Letter: Rush to achieve net zero is not a one-size-fits-all race
Originally published in the Financial Times on 3 December, 2020.
You report on the pledge of Joe Biden, the US president-elect, to decarbonise the US electricity sector by 2035 and the possibility the UK may follow suit (“PM urged to match Biden’s clean energy goals”, Report, November 30). Achieving net zero for electricity markets in developed countries is feasible from a technical point of view, though, as the article notes, companies “have yet to release analysis on the costs of such a rapid decarbonisation”.

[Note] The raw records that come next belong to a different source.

#[cfg(test)]
mod tests {
    use super::*;
    use crate::source::StaticRecordSource;
    use pretty_assertions::assert_eq;
    use serde_json::json;

    fn orchestrator(rows: Vec<serde_json::Value>) -> PrivacyOrchestrator {
        let rows = rows
            .into_iter()
            .map(|v| serde_json::from_value(v).unwrap())
            .collect();
        PrivacyOrchestrator::from_config(
            &EngineConfig::default(),
            Arc::new(StaticRecordSource::new(rows)),
        )
        .unwrap()
    }

    #[test]
    fn builder_collects_columns_and_frameworks() {
        let request = EvaluationRequest::at_level("patients_v1", PrivacyLevel::High)
            .quasi_identifiers(["zip", "age_group"])
            .sensitive_columns(vec!["diagnosis".to_string()])
            .framework("hipaa")
            .advisory_framework("gdpr");
        assert_eq!(request.epsilon, 0.1);
        assert_eq!(request.quasi_identifiers.len(), 2);
        assert_eq!(
            request.frameworks,
            vec![
                FrameworkSelection {
                    framework: Framework::new("HIPAA"),
                    blocking: true
                },
                FrameworkSelection {
                    framework: Framework::new("GDPR"),
                    blocking: false
                },
            ]
        );
    }

    #[tokio::test]
    async fn invalid_requests_never_reserve() {
        let engine = orchestrator(vec![json!({"zip": "1"})]);
        let unknown = EvaluationRequest::new("d", 0.1)
            .quasi_identifiers(["zip"])
            .framework("FERPA");
        assert!(matches!(
            engine.evaluate(unknown).await,
            Err(PrivacyError::Compliance(_))
        ));
        let no_columns = EvaluationRequest::new("d", 0.1);
        assert!(matches!(
            engine.evaluate(no_columns).await,
            Err(PrivacyError::Disclosure(_))
        ));
        let bad_noise = EvaluationRequest::new("d", 0.1)
            .quasi_identifiers(["zip"])
            .delta(1e-6)
            .noise(NoiseMechanism::Laplace, 1.0);
        assert!(matches!(
            engine.evaluate(bad_noise).await,
            Err(PrivacyError::Noise(_))
        ));
        assert!(engine.audit().is_empty());
        assert!(matches!(
            engine.ledger().remaining(&DatasetId::new("d")),
            Err(BudgetError::UnknownDataset(_))
        ));
    }

    #[tokio::test]
    async fn empty_batch_short_circuits_compliance() {
        let engine = orchestrator(Vec::new());
        let decision = engine
            .evaluate(
                EvaluationRequest::new("d", 0.1)
                    .quasi_identifiers(["zip"])
                    .framework("HIPAA"),
            )
            .await
            .unwrap();
        let Decision::Rejected(rejection) = decision else {
            panic!("empty batch must be rejected");
        };
        assert_eq!(
            rejection.reasons,
            vec![
                RejectionReason::BelowKFloor { k_min: 0, k_floor: 0 },
                RejectionReason::Disclosure {
                    violation: DisclosureViolation::EmptyBatch
                },
            ]
        );
        assert!(rejection.compliance.is_empty());
        assert_eq!(rejection.reached, EvaluationState::Checked);
        // reserved, disclosure checked, released
        assert_eq!(engine.audit().next_sequence_no(), 3);
        assert_eq!(engine.ledger().remaining(&DatasetId::new("d")).unwrap().epsilon, 1.0);
    }

    #[tokio::test]
    async fn accepted_batch_carries_calibrated_noise() {
        let rows: Vec<serde_json::Value> = (0..10)
            .map(|i| json!({"zip": "100", "diagnosis": if i % 2 == 0 { "flu" } else { "cold" }}))
            .collect();
        let engine = orchestrator(rows);
        let decision = engine
            .evaluate(
                EvaluationRequest::new("d", 0.5)
                    .delta(1e-6)
                    .quasi_identifiers(["zip"])
                    .sensitive_columns(["diagnosis"])
                    .k_threshold(5)
                    .noise(NoiseMechanism::Gaussian, 1.0),
            )
            .await
            .unwrap();
        let Decision::Accepted(acceptance) = decision else {
            panic!("expected acceptance: {decision:?}");
        };
        assert_eq!(acceptance.rows.len(), 10);
        assert_eq!(acceptance.noise.unwrap().mechanism, NoiseMechanism::Gaussian);
        assert_eq!(acceptance.settlement.epsilon_spent, 0.5);
        assert_eq!(engine.telemetry().counter("evaluations.accepted"), 1);
        engine.verify_audit_all().unwrap();
    }

    #[test]
    fn rejection_reasons_serialize_with_their_fields() {
        let reason = RejectionReason::CommitsHalted {
            reason: "audit chain broken".into(),
        };
        let value = serde_json::to_value(&reason).unwrap();
        assert_eq!(value, json!({"kind": "commits_halted", "reason": "audit chain broken"}));
        let back: RejectionReason = serde_json::from_value(value).unwrap();
        assert_eq!(back, reason);
    }

    #[tokio::test]
    async fn expired_reservations_are_logged_once() {
        let engine = orchestrator(Vec::new());
        let stale = engine
            .ledger()
            .reserve_at(
                &DatasetId::new("stale"),
                1.0,
                0.0,
                0.4,
                0.0,
                Duration::minutes(1),
                Utc::now() - Duration::minutes(10),
            )
            .unwrap();
        let request = || EvaluationRequest::new("d", 0.1).quasi_identifiers(["zip"]);
        engine.evaluate(request()).await.unwrap();
        engine.evaluate(request()).await.unwrap();

        let expiries: Vec<AuditPayload> = engine
            .audit()
            .entries(0, engine.audit().stored() - 1)
            .unwrap()
            .into_iter()
            .map(|entry| entry.payload)
            .filter(|payload| {
                matches!(
                    payload,
                    AuditPayload::Released { reservation_id, cause: ReleaseCause::Expired, .. }
                        if *reservation_id == stale.reservation_id.to_string()
                )
            })
            .collect();
        assert_eq!(expiries.len(), 1);
        assert_eq!(engine.telemetry().counter("reservations.expired"), 1);
        engine.verify_audit_all().unwrap();
    }
}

Achieving net zero electricity worldwide is a completely different story. The four drivers of the global energy transition — decarbonisation, digitisation, decentralisation and, more recently, demand disruption — are now accompanied by a fifth critical but less visible “D”, diversity. Only 20 per cent of the world runs on electric power. Some 800m people lack any access to electricity and billions more need more reliable and affordable energy for their livelihoods.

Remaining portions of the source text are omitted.